EXERCISE AIM: Each line below is to be copied out exactly, and none may be omitted.

THE DATA:
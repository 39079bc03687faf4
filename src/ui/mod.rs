//! UI rendering module for fareview
//!
//! This module contains the rendering logic for the terminal fare chart,
//! using the ratatui library for TUI components.

mod help_overlay;
pub mod price_chart;

pub use price_chart::render as render_price_chart;
//! Cache manager for persisting search responses to disk
//!
//! Provides a `CacheManager` that stores serializable data as JSON files named
//! after the query key, and an `OfferCache` that puts it in front of a flight
//! search client.

use directories::ProjectDirs;
use serde::{de::DeserializeOwned, Serialize};
use std::fs;
use std::io::{ErrorKind, Write};
use std::path::{Path, PathBuf};
use tempfile::NamedTempFile;
use thiserror::Error;
use tracing::{debug, info};

use crate::data::{ApiError, FlightSearch, QueryKey, RawOffer};

/// Errors that can occur when reading or filling the cache
#[derive(Debug, Error)]
pub enum CacheError {
    /// Reading or writing a cache file failed
    #[error("Cache I/O error at {path}: {source}")]
    Io {
        path: PathBuf,
        #[source]
        source: std::io::Error,
    },

    /// A cache file exists but does not hold valid JSON of the expected shape
    #[error("Corrupt cache file {path}: {source}")]
    Corrupt {
        path: PathBuf,
        #[source]
        source: serde_json::Error,
    },

    /// Data could not be encoded as JSON before writing
    #[error("Could not encode cache entry for {path}: {source}")]
    Encode {
        path: PathBuf,
        #[source]
        source: serde_json::Error,
    },

    /// The search client failed on a cache miss
    #[error("Flight search failed: {0}")]
    Search(#[from] ApiError),
}

/// How long a cache entry stays valid
///
/// Entries store the exact API payload and carry no timestamp; should expiry be
/// needed it belongs in the entry itself, not in file modification times.
#[derive(Debug, Clone, Copy, PartialEq, Eq, Default)]
pub enum CachePolicy {
    /// Entries never expire
    #[default]
    Forever,
}

/// Manages reading and writing cached data to disk
///
/// Files live in `cache_dir` and are named `{key.file_stem()}.json`.
#[derive(Debug, Clone)]
pub struct CacheManager {
    /// Directory where cache files are stored
    cache_dir: PathBuf,
    policy: CachePolicy,
}

impl CacheManager {
    /// Creates a new CacheManager using the XDG-compliant cache directory
    ///
    /// Uses `~/.cache/fareview/query/` on Linux, or the equivalent on other
    /// platforms. Returns `None` if the cache directory cannot be determined.
    pub fn new() -> Option<Self> {
        let project_dirs = ProjectDirs::from("", "", "fareview")?;
        Some(Self::with_dir(project_dirs.cache_dir().join("query")))
    }

    /// Creates a new CacheManager with a custom cache directory
    pub fn with_dir(cache_dir: PathBuf) -> Self {
        Self {
            cache_dir,
            policy: CachePolicy::default(),
        }
    }

    pub fn cache_dir(&self) -> &Path {
        &self.cache_dir
    }

    pub fn policy(&self) -> CachePolicy {
        self.policy
    }

    /// Returns the path to the cache file for the given key
    pub fn cache_path(&self, key: &QueryKey) -> PathBuf {
        self.cache_dir.join(format!("{}.json", key.file_stem()))
    }

    /// Writes data to the cache as plain JSON, creating the directory if needed
    ///
    /// The JSON goes to a temporary file in the cache directory that is renamed
    /// over the entry, so an interrupted write never leaves a truncated entry.
    pub fn write<T: Serialize>(&self, key: &QueryKey, data: &T) -> Result<(), CacheError> {
        let path = self.cache_path(key);
        let io_err = |source: std::io::Error| CacheError::Io {
            path: path.clone(),
            source,
        };

        let json = serde_json::to_vec(data).map_err(|source| CacheError::Encode {
            path: path.clone(),
            source,
        })?;

        fs::create_dir_all(&self.cache_dir).map_err(io_err)?;
        let mut file = NamedTempFile::new_in(&self.cache_dir).map_err(io_err)?;
        file.write_all(&json).map_err(io_err)?;
        file.persist(&path).map_err(|e| io_err(e.error))?;
        Ok(())
    }

    /// Reads data from the cache
    ///
    /// # Returns
    /// * `Ok(Some(T))` if the entry exists and parses
    /// * `Ok(None)` if there is no entry for the key
    /// * `Err(CacheError)` if the entry exists but cannot be read or parsed
    pub fn read<T: DeserializeOwned>(&self, key: &QueryKey) -> Result<Option<T>, CacheError> {
        let path = self.cache_path(key);
        let content = match fs::read_to_string(&path) {
            Ok(content) => content,
            Err(e) if e.kind() == ErrorKind::NotFound => return Ok(None),
            Err(source) => return Err(CacheError::Io { path, source }),
        };

        serde_json::from_str(&content)
            .map(Some)
            .map_err(|source| CacheError::Corrupt { path, source })
    }
}

/// Read-through cache of raw offers in front of a flight search client
#[derive(Debug)]
pub struct OfferCache<S> {
    manager: CacheManager,
    client: S,
    currency: String,
}

impl<S: FlightSearch> OfferCache<S> {
    pub fn new(manager: CacheManager, client: S, currency: impl Into<String>) -> Self {
        Self {
            manager,
            client,
            currency: currency.into(),
        }
    }

    pub fn manager(&self) -> &CacheManager {
        &self.manager
    }

    pub fn client(&self) -> &S {
        &self.client
    }

    /// Returns the offers for `key`, querying the client only on a cache miss
    ///
    /// # Behavior
    /// - If a cache file exists for the key, its contents are returned unchanged
    /// - Otherwise the client is queried and the exact payload is written to disk
    /// - If the client fails, the error is returned and nothing is written
    pub async fn get_or_fetch(&self, key: &QueryKey) -> Result<Vec<RawOffer>, CacheError> {
        if let Some(offers) = self.manager.read::<Vec<RawOffer>>(key)? {
            info!(key = %key, offers = offers.len(), "loaded offers from cache");
            return Ok(offers);
        }

        info!(key = %key, "cache miss, querying flight search");
        let offers = self.client.search(key, &self.currency).await?;
        self.manager.write(key, &offers)?;
        debug!(
            path = %self.manager.cache_path(key).display(),
            offers = offers.len(),
            "cached search response"
        );

        Ok(offers)
    }
}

SOLVED EXERCISE:
repository 39079bc03687faf4
filename src/ui/mod.rs
//! UI rendering module for fareview
//!
//! This module contains the rendering logic for the terminal fare chart,
//! using the ratatui library for TUI components.

mod help_overlay;
pub mod price_chart;

pub use price_chart::render as render_price_chart;
//! Cache manager for persisting search responses to disk
//!
//! Provides a `CacheManager` that stores serializable data as JSON files named
//! after the query key, and an `OfferCache` that puts it in front of a flight
//! search client.

use directories::ProjectDirs;
use serde::{de::DeserializeOwned, Serialize};
use std::fs;
use std::io::{ErrorKind, Write};
use std::path::{Path, PathBuf};
use tempfile::NamedTempFile;
use thiserror::Error;
use tracing::{debug, info};

use crate::data::{ApiError, FlightSearch, QueryKey, RawOffer};

/// Errors that can occur when reading or filling the cache
#[derive(Debug, Error)]
pub enum CacheError {
    /// Reading or writing a cache file failed
    #[error("Cache I/O error at {path}: {source}")]
    Io {
        path: PathBuf,
        #[source]
        source: std::io::Error,
    },

    /// A cache file exists but does not hold valid JSON of the expected shape
    #[error("Corrupt cache file {path}: {source}")]
    Corrupt {
        path: PathBuf,
        #[source]
        source: serde_json::Error,
    },

    /// Data could not be encoded as JSON before writing
    #[error("Could not encode cache entry for {path}: {source}")]
    Encode {
        path: PathBuf,
        #[source]
        source: serde_json::Error,
    },

    /// The search client failed on a cache miss
    #[error("Flight search failed: {0}")]
    Search(#[from] ApiError),
}

/// How long a cache entry stays valid
///
/// Entries store the exact API payload and carry no timestamp; should expiry be
/// needed it belongs in the entry itself, not in file modification times.
#[derive(Debug, Clone, Copy, PartialEq, Eq, Default)]
pub enum CachePolicy {
    /// Entries never expire
    #[default]
    Forever,
}

/// Manages reading and writing cached data to disk
///
/// Files live in `cache_dir` and are named `{key.file_stem()}.json`.
#[derive(Debug, Clone)]
pub struct CacheManager {
    /// Directory where cache files are stored
    cache_dir: PathBuf,
    policy: CachePolicy,
}

impl CacheManager {
    /// Creates a new CacheManager using the XDG-compliant cache directory
    ///
    /// Uses `~/.cache/fareview/query/` on Linux, or the equivalent on other
    /// platforms. Returns `None` if the cache directory cannot be determined.
    pub fn new() -> Option<Self> {
        let project_dirs = ProjectDirs::from("", "", "fareview")?;
        Some(Self::with_dir(project_dirs.cache_dir().join("query")))
    }

    /// Creates a new CacheManager with a custom cache directory
    pub fn with_dir(cache_dir: PathBuf) -> Self {
        Self {
            cache_dir,
            policy: CachePolicy::default(),
        }
    }

    pub fn cache_dir(&self) -> &Path {
        &self.cache_dir
    }

    pub fn policy(&self) -> CachePolicy {
        self.policy
    }

    /// Returns the path to the cache file for the given key
    pub fn cache_path(&self, key: &QueryKey) -> PathBuf {
        self.cache_dir.join(format!("{}.json", key.file_stem()))
    }

    /// Writes data to the cache as plain JSON, creating the directory if needed
    ///
    /// The JSON goes to a temporary file in the cache directory that is renamed
    /// over the entry, so an interrupted write never leaves a truncated entry.
    pub fn write<T: Serialize>(&self, key: &QueryKey, data: &T) -> Result<(), CacheError> {
        let path = self.cache_path(key);
        let io_err = |source: std::io::Error| CacheError::Io {
            path: path.clone(),
            source,
        };

        let json = serde_json::to_vec(data).map_err(|source| CacheError::Encode {
            path: path.clone(),
            source,
        })?;

        fs::create_dir_all(&self.cache_dir).map_err(io_err)?;
        let mut file = NamedTempFile::new_in(&self.cache_dir).map_err(io_err)?;
        file.write_all(&json).map_err(io_err)?;
        file.persist(&path).map_err(|e| io_err(e.error))?;
        Ok(())
    }

    /// Reads data from the cache
    ///
    /// # Returns
    /// * `Ok(Some(T))` if the entry exists and parses
    /// * `Ok(None)` if there is no entry for the key
    /// * `Err(CacheError)` if the entry exists but cannot be read or parsed
    pub fn read<T: DeserializeOwned>(&self, key: &QueryKey) -> Result<Option<T>, CacheError> {
        let path = self.cache_path(key);
        let content = match fs::read_to_string(&path) {
            Ok(content) => content,
            Err(e) if e.kind() == ErrorKind::NotFound => return Ok(None),
            Err(source) => return Err(CacheError::Io { path, source }),
        };

        serde_json::from_str(&content)
            .map(Some)
            .map_err(|source| CacheError::Corrupt { path, source })
    }
}

/// Read-through cache of raw offers in front of a flight search client
#[derive(Debug)]
pub struct OfferCache<S> {
    manager: CacheManager,
    client: S,
    currency: String,
}

impl<S: FlightSearch> OfferCache<S> {
    pub fn new(manager: CacheManager, client: S, currency: impl Into<String>) -> Self {
        Self {
            manager,
            client,
            currency: currency.into(),
        }
    }

    pub fn manager(&self) -> &CacheManager {
        &self.manager
    }

    pub fn client(&self) -> &S {
        &self.client
    }

    /// Returns the offers for `key`, querying the client only on a cache miss
    ///
    /// # Behavior
    /// - If a cache file exists for the key, its contents are returned unchanged
    /// - Otherwise the client is queried and the exact payload is written to disk
    /// - If the client fails, the error is returned and nothing is written
    pub async fn get_or_fetch(&self, key: &QueryKey) -> Result<Vec<RawOffer>, CacheError> {
        if let Some(offers) = self.manager.read::<Vec<RawOffer>>(key)? {
            info!(key = %key, offers = offers.len(), "loaded offers from cache");
            return Ok(offers);
        }

        info!(key = %key, "cache miss, querying flight search");
        let offers = self.client.search(key, &self.currency).await?;
        self.manager.write(key, &offers)?;
        debug!(
            path = %self.manager.cache_path(key).display(),
            offers = offers.len(),
            "cached search response"
        );

        Ok(offers)
    }
}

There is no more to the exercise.